# WORK TASK:
Lines of the data that contain the word "struct" are the ones to copy.

(Stored data)
※

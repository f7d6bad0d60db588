//! Broadcast-once signal for cancellation and close notification
//!
//! Backed by a zero-capacity channel on which nothing is ever sent. Firing
//! drops the only sender, which disconnects the channel and makes every
//! clone of the receiver ready at once, so it can sit in a `select!` next
//! to the channel a thread is actually waiting on.

use crossbeam_channel::{Receiver, Sender, TryRecvError, bounded};
use std::sync::{Mutex, PoisonError};

pub(crate) struct Signal {
    trigger: Mutex<Option<Sender<()>>>,
    listener: Receiver<()>,
}

impl Signal {
    pub(crate) fn new() -> Self {
        let (trigger, listener) = bounded(0);
        Self {
            trigger: Mutex::new(Some(trigger)),
            listener,
        }
    }

    /// Fire the signal. Later calls do nothing.
    pub(crate) fn fire(&self) {
        self.trigger
            .lock()
            .unwrap_or_else(PoisonError::into_inner)
            .take();
    }

    pub(crate) fn is_fired(&self) -> bool {
        matches!(self.listener.try_recv(), Err(TryRecvError::Disconnected))
    }

    /// Receiver that becomes ready (with an error) once the signal fires.
    pub(crate) fn listener(&self) -> &Receiver<()> {
        &self.listener
    }
}

impl Default for Signal {
    fn default() -> Self {
        Self::new()
    }
}
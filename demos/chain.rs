//! Example: chain of pass-through nodes mixed down to mono
//!
//! Feeds seeded noise through `--stages` pass-through nodes, averages the
//! channels in a final node and records the result.
//!
//! Usage:
//!   cargo run --release --example chain -- \
//!       --frames 441000 --channels 2 --stages 3

use clap::Parser;
use plug::{Form, Graph, Limit, Node, Noise, PassThrough, Recorder, ToMono};
use std::sync::Arc;
use std::thread;
use std::time::Instant;
use tracing::{error, info};

#[derive(Parser, Debug)]
#[command(author, version, about, long_about = None)]
struct Args {
    /// Total frames to stream
    #[arg(short, long, default_value_t = 441_000)]
    frames: usize,

    /// Channels per stage
    #[arg(short, long, default_value_t = 2)]
    channels: usize,

    /// Sample rate in Hz
    #[arg(long, default_value_t = plug::CD_SAMPLE_RATE)]
    sample_rate: u32,

    /// Pass-through stages before the mixdown
    #[arg(short, long, default_value_t = 3)]
    stages: usize,

    /// Frames per cycle in each pass-through stage
    #[arg(short, long, default_value_t = plug::DEFAULT_IN_FRAMES)]
    block: usize,

    /// Noise seed
    #[arg(long, default_value_t = 1)]
    seed: u64,
}

fn main() -> Result<(), Box<dyn std::error::Error>> {
    tracing_subscriber::fmt()
        .with_env_filter(
            tracing_subscriber::EnvFilter::try_from_default_env()
                .unwrap_or_else(|_| tracing_subscriber::EnvFilter::new("info")),
        )
        .init();

    let args = Args::parse();
    let form = Form::new(args.sample_rate, args.channels);
    let mono = Form::mono(args.sample_rate);

    info!("=== Chain Example ===");
    info!("{} frames of {}, {} stages of {} frames", args.frames, form, args.stages, args.block);

    let mut graph = Graph::new();
    let noise = Arc::new(Noise::new(form, args.seed));
    let mut upstream: Arc<dyn plug::Source> = Arc::new(Limit::new(noise, args.frames));

    for stage in 0..args.stages {
        let node = graph.add_node(
            Node::new(form, form, PassThrough::new().with_frames(args.block)).with_name(format!("stage{}", stage)),
        );
        node.connect_input(upstream, &[])?;
        upstream = Arc::new(node.open_output(&[])?);
    }

    let mixdown = graph.add_node(Node::new(form, mono, ToMono).with_name("mixdown"));
    mixdown.connect_input(upstream, &[])?;
    let output = mixdown.open_output(&[])?;
    graph.check_connectivity()?;

    let start = Instant::now();
    let run = graph.run();
    let recorder = thread::Builder::new()
        .name("recorder".to_string())
        .spawn(move || Recorder::record(&output, 4096))?;

    let failures = run.wait();
    for failure in &failures {
        error!("{}", failure);
    }
    let recording = recorder.join().map_err(|_| "recorder thread panicked")??;

    let samples = recording.channel(0);
    let mean = samples.iter().sum::<f64>() / samples.len().max(1) as f64;
    info!(
        "Recorded {} frames in {:.2?} (mean {:.5})",
        recording.frames(),
        start.elapsed(),
        mean
    );

    if failures.is_empty() { Ok(()) } else { Err(format!("{} nodes failed", failures.len()).into()) }
}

※

# RESPONSE TO THE TASK:
pub(crate) struct Signal {
struct Args {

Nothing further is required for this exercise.